**** Provided data

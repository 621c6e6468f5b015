//! One recording session: acquired sources, optional mix graph and the
//! encoder pump thread.

use std::sync::atomic::{AtomicBool, AtomicU64, Ordering};
use std::sync::Arc;
use std::thread::JoinHandle;
use std::time::{Duration, Instant};

use bytes::Bytes;
use crossbeam_channel::{Receiver, RecvTimeoutError, Select, Sender};
use serde::Serialize;
use uuid::Uuid;

use super::artifact::Artifact;
use super::chunk::ChunkBuffer;
use crate::capture::{CaptureBackend, SourceSet};
use crate::config::RecorderConfig;
use crate::encoding::{negotiate_mime_type, EncoderFactory, MediaEncoder, StreamLayout};
use crate::errors::RecorderError;
use crate::mixing::MixGraph;
use crate::selection::Selection;
use crate::timing::PTSClock;
use crate::types::{AudioTrack, MediaSample, SourceKind, TrackInfo, VideoTrack};

const PUMP_POLL: Duration = Duration::from_millis(20);

/// Messages from the encoder pump, in emission order
#[derive(Debug)]
pub enum ChunkEvent {
    Data(Bytes),
    Failed(String),
    /// Terminal event; nothing follows it
    Stopped,
}

/// At most one video and one audio track fed to the encoder
#[derive(Debug, Default)]
pub struct CombinedStream {
    pub video: Option<VideoTrack>,
    pub audio: Option<AudioTrack>,
}

/// Result of waiting on a combined stream
enum Received {
    Sample(MediaSample),
    VideoClosed,
    AudioClosed,
    Idle,
}

impl CombinedStream {
    pub fn layout(&self) -> StreamLayout {
        StreamLayout {
            video: self.video.as_ref().map(|t| t.info.clone()),
            audio: self.audio.as_ref().map(|t| t.info.clone()),
        }
    }

    fn recv_timeout(&self, video_open: bool, audio_open: bool, timeout: Duration) -> Received {
        let mut sel = Select::new();
        let video = match &self.video {
            Some(track) if video_open => Some((sel.recv(&track.receiver), &track.receiver)),
            _ => None,
        };
        let audio = match &self.audio {
            Some(track) if audio_open => Some((sel.recv(&track.receiver), &track.receiver)),
            _ => None,
        };

        let oper = match sel.select_timeout(timeout) {
            Ok(oper) => oper,
            Err(_) => return Received::Idle,
        };
        match (video, audio) {
            (Some((index, rx)), _) if oper.index() == index => match oper.recv(rx) {
                Ok(frame) => Received::Sample(MediaSample::Video(frame)),
                Err(_) => Received::VideoClosed,
            },
            (_, Some((index, rx))) if oper.index() == index => match oper.recv(rx) {
                Ok(frame) => Received::Sample(MediaSample::Audio(frame)),
                Err(_) => Received::AudioClosed,
            },
            _ => Received::Idle,
        }
    }

    /// Samples still queued on either track
    fn drain(&self) -> Vec<MediaSample> {
        let mut samples = Vec::new();
        if let Some(track) = &self.video {
            samples.extend(track.receiver.try_iter().map(MediaSample::Video));
        }
        if let Some(track) = &self.audio {
            samples.extend(track.receiver.try_iter().map(MediaSample::Audio));
        }
        samples
    }
}

/// Counters updated by the pump thread
#[derive(Debug, Default)]
pub struct PumpStats {
    chunks: AtomicU64,
    bytes: AtomicU64,
}

impl PumpStats {
    pub fn chunks(&self) -> u64 {
        self.chunks.load(Ordering::Relaxed)
    }

    pub fn bytes(&self) -> u64 {
        self.bytes.load(Ordering::Relaxed)
    }
}

/// Snapshot of a running session
#[derive(Debug, Clone, Serialize)]
#[serde(rename_all = "camelCase")]
pub struct SessionStats {
    pub session_id: Uuid,
    pub mime_type: String,
    pub elapsed: Duration,
    pub chunks_emitted: u64,
    pub bytes_emitted: u64,
    pub tracks: Vec<TrackInfo>,
}

struct Pump {
    encoder: Box<dyn MediaEncoder>,
    stream: CombinedStream,
    timeslice: Duration,
    stop: Arc<AtomicBool>,
    events: Sender<ChunkEvent>,
    stats: Arc<PumpStats>,
}

impl Pump {
    fn emit(&self, data: Vec<u8>) {
        if data.is_empty() {
            return;
        }
        self.stats.chunks.fetch_add(1, Ordering::Relaxed);
        self.stats.bytes.fetch_add(data.len() as u64, Ordering::Relaxed);
        log::debug!("Encoder chunk: {} bytes", data.len());
        let _ = self.events.send(ChunkEvent::Data(Bytes::from(data)));
    }

    fn encode(&mut self, sample: &MediaSample) -> Result<(), RecorderError> {
        match sample {
            MediaSample::Video(frame) => self.encoder.encode_video(frame),
            MediaSample::Audio(frame) => self.encoder.encode_audio(frame),
        }
    }

    fn run(mut self) {
        let mut video_open = self.stream.video.is_some();
        let mut audio_open = self.stream.audio.is_some();
        let mut last_emit = Instant::now();

        while !self.stop.load(Ordering::Acquire) && (video_open || audio_open) {
            match self.stream.recv_timeout(video_open, audio_open, PUMP_POLL) {
                Received::Sample(sample) => {
                    if let Err(e) = self.encode(&sample) {
                        self.fail(e);
                        return;
                    }
                }
                Received::VideoClosed => video_open = false,
                Received::AudioClosed => audio_open = false,
                Received::Idle => {}
            }

            if last_emit.elapsed() >= self.timeslice {
                let data = self.encoder.take_output();
                self.emit(data);
                last_emit = Instant::now();
            }
        }

        // Frames queued before the sources closed still belong to the recording.
        for sample in self.stream.drain() {
            if let Err(e) = self.encode(&sample) {
                self.fail(e);
                return;
            }
        }

        let data = self.encoder.take_output();
        self.emit(data);
        let Pump { encoder, events, .. } = self;
        match encoder.finish() {
            Ok(tail) => {
                if !tail.is_empty() {
                    let _ = events.send(ChunkEvent::Data(Bytes::from(tail)));
                }
            }
            Err(e) => {
                let _ = events.send(ChunkEvent::Failed(e.to_string()));
            }
        }
        let _ = events.send(ChunkEvent::Stopped);
    }

    fn fail(self, error: RecorderError) {
        log::error!("Encoder failed: {}", error);
        let _ = self.events.send(ChunkEvent::Failed(error.to_string()));
        let _ = self.events.send(ChunkEvent::Stopped);
    }
}

/// A running recording
pub struct RecordingSession {
    id: Uuid,
    sources: SourceSet,
    mix: Option<MixGraph>,
    layout: StreamLayout,
    mime_type: String,
    clock: PTSClock,
    stop: Arc<AtomicBool>,
    pump: Option<JoinHandle<()>>,
    events: Receiver<ChunkEvent>,
    stats: Arc<PumpStats>,
}

impl RecordingSession {
    /// Acquire the selected sources, build the combined stream and start the
    /// encoder. Nothing stays acquired when this fails.
    pub fn open(
        backend: &dyn CaptureBackend,
        encoders: &dyn EncoderFactory,
        config: &RecorderConfig,
        selection: &Selection,
    ) -> Result<Self, RecorderError> {
        selection.validate()?;

        let clock = PTSClock::new();
        let mut sources = SourceSet::acquire_all(
            backend,
            &selection.requested_sources(),
            &config.constraints(),
            &clock,
        )?;

        let video = selection
            .video_precedence()
            .into_iter()
            .find_map(|kind| sources.take_video_track(kind));

        let mut mix = None;
        let audio = if selection.wants_mix()
            && sources.contains(SourceKind::Microphone)
            && sources.contains(SourceKind::DisplayAudio)
        {
            let inputs: Vec<(AudioTrack, f32)> = [
                (SourceKind::Microphone, config.mixing.microphone_gain),
                (SourceKind::DisplayAudio, config.mixing.display_audio_gain),
            ]
            .into_iter()
            .filter_map(|(kind, gain)| sources.take_audio_track(kind).map(|t| (t, gain)))
            .collect();
            let mut graph = MixGraph::build(inputs, config.mixing.block_ms, config.mixing.max_lag_blocks)?;
            let output = graph.take_output();
            mix = Some(graph);
            output
        } else {
            selection
                .audio_precedence()
                .into_iter()
                .find_map(|kind| sources.take_audio_track(kind))
        };

        // Unpicked devices stay acquired until stop but queue nothing.
        sources.discard_unused_tracks();

        let stream = CombinedStream { video, audio };
        let layout = stream.layout();
        if layout.is_empty() {
            return Err(RecorderError::InvalidSelection(
                "selected sources produced no tracks".to_string(),
            ));
        }

        let negotiated = negotiate_mime_type(encoders, &config.encoding.preferred_mime_types, &layout);
        let encoder = encoders.create(&negotiated.mime_type, &layout, &config.encoding)?;

        let stop = Arc::new(AtomicBool::new(false));
        let stats = Arc::new(PumpStats::default());
        let (tx, events) = crossbeam_channel::unbounded();
        let pump = Pump {
            encoder,
            stream,
            timeslice: Duration::from_millis(config.encoding.timeslice_ms),
            stop: stop.clone(),
            events: tx,
            stats: stats.clone(),
        };
        let handle = std::thread::Builder::new()
            .name("crabrec-encoder".to_string())
            .spawn(move || pump.run())
            .map_err(|e| RecorderError::Encoding(format!("failed to spawn encoder thread: {e}")))?;

        let session = Self {
            id: Uuid::new_v4(),
            sources,
            mix,
            layout,
            mime_type: negotiated.mime_type,
            clock,
            stop,
            pump: Some(handle),
            events,
            stats,
        };
        log::info!(
            "Recording session {} started: {} [{}]{}",
            session.id,
            session.mime_type,
            session
                .layout
                .tracks()
                .iter()
                .map(|t| t.label.as_str())
                .collect::<Vec<_>>()
                .join(", "),
            if session.mix.is_some() { " (mixed audio)" } else { "" }
        );
        Ok(session)
    }

    pub fn id(&self) -> Uuid {
        self.id
    }

    pub fn mime_type(&self) -> &str {
        &self.mime_type
    }

    pub fn layout(&self) -> &StreamLayout {
        &self.layout
    }

    pub fn is_mixed(&self) -> bool {
        self.mix.is_some()
    }

    /// Sources whose device is still acquired
    pub fn live_sources(&self) -> usize {
        self.sources.live_count()
    }

    pub fn stats(&self) -> SessionStats {
        SessionStats {
            session_id: self.id,
            mime_type: self.mime_type.clone(),
            elapsed: self.clock.elapsed(),
            chunks_emitted: self.stats.chunks(),
            bytes_emitted: self.stats.bytes(),
            tracks: self.layout.tracks(),
        }
    }

    /// Release every device and node in teardown order and signal the pump
    fn shutdown(&mut self) {
        self.sources.release_all();
        if let Some(mix) = self.mix.as_mut() {
            mix.disconnect();
        }
        self.stop.store(true, Ordering::Release);
    }

    /// Stop capture, wait for the encoder's terminal event and assemble the
    /// artifact from every chunk in arrival order.
    pub fn finalize(mut self, timeout: Duration) -> Result<Artifact, RecorderError> {
        self.shutdown();

        let deadline = Instant::now() + timeout;
        let mut buffer = ChunkBuffer::new();
        let mut failure = None;
        loop {
            let remaining = deadline.saturating_duration_since(Instant::now());
            match self.events.recv_timeout(remaining) {
                Ok(ChunkEvent::Data(chunk)) => buffer.push(chunk),
                Ok(ChunkEvent::Failed(message)) => failure = Some(message),
                Ok(ChunkEvent::Stopped) => break,
                Err(RecvTimeoutError::Timeout) => {
                    // Leave the encoder thread behind rather than block on it.
                    self.pump = None;
                    return Err(RecorderError::FinalizeTimeout(timeout));
                }
                Err(RecvTimeoutError::Disconnected) => {
                    failure.get_or_insert_with(|| "encoder exited without finishing".to_string());
                    break;
                }
            }
        }

        if let Some(handle) = self.pump.take() {
            if handle.join().is_err() {
                log::warn!("Encoder thread panicked");
            }
        }
        if let Some(message) = failure {
            return Err(RecorderError::Encoding(message));
        }

        let chunk_count = buffer.len();
        let data = buffer.concat();
        let artifact = Artifact::new(
            self.mime_type.clone(),
            data,
            self.layout.tracks(),
            chunk_count,
            self.clock.elapsed(),
        );
        log::info!(
            "Recording session {} finalized: {} chunk(s), {} bytes",
            self.id,
            chunk_count,
            artifact.size()
        );
        Ok(artifact)
    }
}

impl Drop for RecordingSession {
    fn drop(&mut self) {
        self.shutdown();
        if let Some(handle) = self.pump.take() {
            let _ = handle.join();
        }
    }
}

#[cfg(test)]
mod tests {
    use super::*;
    use crate::testing::{SyntheticBackend, SyntheticEncoderFactory};

    #[test]
    fn test_unpicked_sources_stay_live_without_queued_tracks() {
        let backend = SyntheticBackend::new().with_frame_interval(Duration::from_millis(1));
        let factory = SyntheticEncoderFactory::none();
        let selection = Selection {
            camera: true,
            microphone: true,
            display_video: true,
            display_audio: true,
            mix_microphone_and_display_audio: false,
            ..Selection::default()
        };

        let mut session =
            RecordingSession::open(&backend, &factory, &RecorderConfig::default(), &selection).unwrap();
        std::thread::sleep(Duration::from_millis(200));

        assert_eq!(session.live_sources(), 4);
        assert_eq!(session.layout().tracks().len(), 2);
        for kind in [SourceKind::Camera, SourceKind::DisplayVideo] {
            assert!(session.sources.take_video_track(kind).is_none());
        }
        for kind in [SourceKind::Microphone, SourceKind::DisplayAudio] {
            assert!(session.sources.take_audio_track(kind).is_none());
        }

        drop(session);
        assert_eq!(backend.active_devices(), 0);
    }
}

********

# Task to carry out
Using the entries above, quote each line verbatim from the first through the line that contains "use crate::mixing::MixGraph;".

# Response
repository 621c6e6468f5b015
//! One recording session: acquired sources, optional mix graph and the
//! encoder pump thread.

use std::sync::atomic::{AtomicBool, AtomicU64, Ordering};
use std::sync::Arc;
use std::thread::JoinHandle;
use std::time::{Duration, Instant};

use bytes::Bytes;
use crossbeam_channel::{Receiver, RecvTimeoutError, Select, Sender};
use serde::Serialize;
use uuid::Uuid;

use super::artifact::Artifact;
use super::chunk::ChunkBuffer;
use crate::capture::{CaptureBackend, SourceSet};
use crate::config::RecorderConfig;
use crate::encoding::{negotiate_mime_type, EncoderFactory, MediaEncoder, StreamLayout};
use crate::errors::RecorderError;
use crate::mixing::MixGraph;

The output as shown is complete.